**Your objective**: Within the entries below, find every line that has the string "transport", then copy it.

┄┄┄┄┄┄┄┄┄┄┄┄┄┄┄┄┄┄┄┄

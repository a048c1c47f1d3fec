//! # Master Runtime Library
//!
//! This library exposes the runtime's modules for testing and for embedding
//! a minion. The main entry point is the `main.rs` binary.
//!
//! ## Modules
//!
//! - `container/` - Configuration and subsystem wiring
//! - `transport/` - Length-prefixed JSON framing
//! - `handlers/` - Connection handler and maintenance tasks
//! - `minion/` - Minion-side client and the `JobExecutor` seam
//! - `runtime` - Startup and graceful shutdown

#![warn(missing_docs)]
#![allow(clippy::module_name_repetitions)]
#![cfg_attr(test, allow(clippy::unwrap_used))]

pub mod container;
pub mod handlers;
pub mod minion;
pub mod runtime;
pub mod transport;

pub use container::{ConfigError, MasterConfig, MasterContainer, StartupError};
pub use handlers::{ConnectionEnd, ConnectionHandler};
pub use minion::{JobExecutor, MinionClient, MinionConnection, MinionError};
pub use runtime::{MasterRuntime, RuntimeError};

┄┄┄┄┄┄┄┄┄┄┄┄┄┄┄┄┄┄┄┄

**Worked solution**:
//! - `transport/` - Length-prefixed JSON framing
pub mod transport;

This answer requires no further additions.